## Required action
Please filter the entries and return only the lines that include "const".

····················

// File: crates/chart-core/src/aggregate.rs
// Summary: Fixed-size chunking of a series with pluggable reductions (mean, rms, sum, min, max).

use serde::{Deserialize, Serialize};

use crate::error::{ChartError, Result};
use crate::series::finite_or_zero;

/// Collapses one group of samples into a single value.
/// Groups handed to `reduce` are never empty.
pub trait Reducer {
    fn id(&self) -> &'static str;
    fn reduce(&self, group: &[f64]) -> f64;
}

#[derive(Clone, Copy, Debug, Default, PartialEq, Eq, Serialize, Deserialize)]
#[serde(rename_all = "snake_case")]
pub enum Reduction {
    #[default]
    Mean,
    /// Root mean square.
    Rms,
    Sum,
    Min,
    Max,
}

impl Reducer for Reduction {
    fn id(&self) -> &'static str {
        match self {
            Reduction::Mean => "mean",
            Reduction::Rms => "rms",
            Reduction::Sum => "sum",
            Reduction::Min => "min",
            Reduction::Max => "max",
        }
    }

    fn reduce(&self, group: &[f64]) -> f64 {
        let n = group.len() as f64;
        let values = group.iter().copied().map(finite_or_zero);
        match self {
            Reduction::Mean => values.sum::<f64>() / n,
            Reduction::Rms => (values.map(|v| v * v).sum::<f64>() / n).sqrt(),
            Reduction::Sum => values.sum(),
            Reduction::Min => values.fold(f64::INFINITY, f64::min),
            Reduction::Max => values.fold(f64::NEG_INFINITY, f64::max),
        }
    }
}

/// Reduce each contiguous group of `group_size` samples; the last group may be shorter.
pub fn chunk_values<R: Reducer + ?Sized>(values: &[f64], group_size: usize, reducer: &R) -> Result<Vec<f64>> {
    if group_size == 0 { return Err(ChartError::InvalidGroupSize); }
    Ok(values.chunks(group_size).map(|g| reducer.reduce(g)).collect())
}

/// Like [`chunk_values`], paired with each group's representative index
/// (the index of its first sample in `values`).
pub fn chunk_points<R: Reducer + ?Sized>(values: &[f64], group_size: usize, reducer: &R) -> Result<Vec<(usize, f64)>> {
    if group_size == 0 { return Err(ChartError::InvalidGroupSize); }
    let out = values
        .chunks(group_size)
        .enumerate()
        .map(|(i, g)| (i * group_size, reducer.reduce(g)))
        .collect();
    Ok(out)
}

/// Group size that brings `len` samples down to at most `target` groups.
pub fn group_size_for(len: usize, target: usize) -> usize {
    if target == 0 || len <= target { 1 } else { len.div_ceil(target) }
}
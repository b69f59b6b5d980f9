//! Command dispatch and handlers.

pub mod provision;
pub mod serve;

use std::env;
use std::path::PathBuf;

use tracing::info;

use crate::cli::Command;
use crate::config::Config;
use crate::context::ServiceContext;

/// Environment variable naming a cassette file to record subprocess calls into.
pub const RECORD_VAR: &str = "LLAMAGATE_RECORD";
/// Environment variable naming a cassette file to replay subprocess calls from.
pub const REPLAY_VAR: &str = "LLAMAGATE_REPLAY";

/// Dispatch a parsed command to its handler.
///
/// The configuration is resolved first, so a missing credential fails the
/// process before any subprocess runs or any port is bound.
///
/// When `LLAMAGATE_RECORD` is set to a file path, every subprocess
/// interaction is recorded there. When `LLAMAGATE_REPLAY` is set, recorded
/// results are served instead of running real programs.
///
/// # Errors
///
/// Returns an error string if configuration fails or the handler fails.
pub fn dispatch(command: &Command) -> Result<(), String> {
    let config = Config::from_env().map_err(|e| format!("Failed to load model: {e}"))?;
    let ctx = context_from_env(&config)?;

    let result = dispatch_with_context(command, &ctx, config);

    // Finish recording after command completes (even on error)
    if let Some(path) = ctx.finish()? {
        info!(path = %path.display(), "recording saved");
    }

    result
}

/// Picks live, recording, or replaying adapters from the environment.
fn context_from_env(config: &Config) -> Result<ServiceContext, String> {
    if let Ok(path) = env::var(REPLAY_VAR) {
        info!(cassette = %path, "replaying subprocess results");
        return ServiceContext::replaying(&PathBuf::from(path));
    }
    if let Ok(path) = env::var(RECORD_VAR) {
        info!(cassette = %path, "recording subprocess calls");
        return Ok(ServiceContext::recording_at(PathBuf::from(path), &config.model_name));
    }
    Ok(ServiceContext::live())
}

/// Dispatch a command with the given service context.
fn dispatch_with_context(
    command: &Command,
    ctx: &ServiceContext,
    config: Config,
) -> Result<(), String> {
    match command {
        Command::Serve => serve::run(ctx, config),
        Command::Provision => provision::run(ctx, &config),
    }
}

····················

## Answer below
pub const RECORD_VAR: &str = "LLAMAGATE_RECORD";
pub const REPLAY_VAR: &str = "LLAMAGATE_REPLAY";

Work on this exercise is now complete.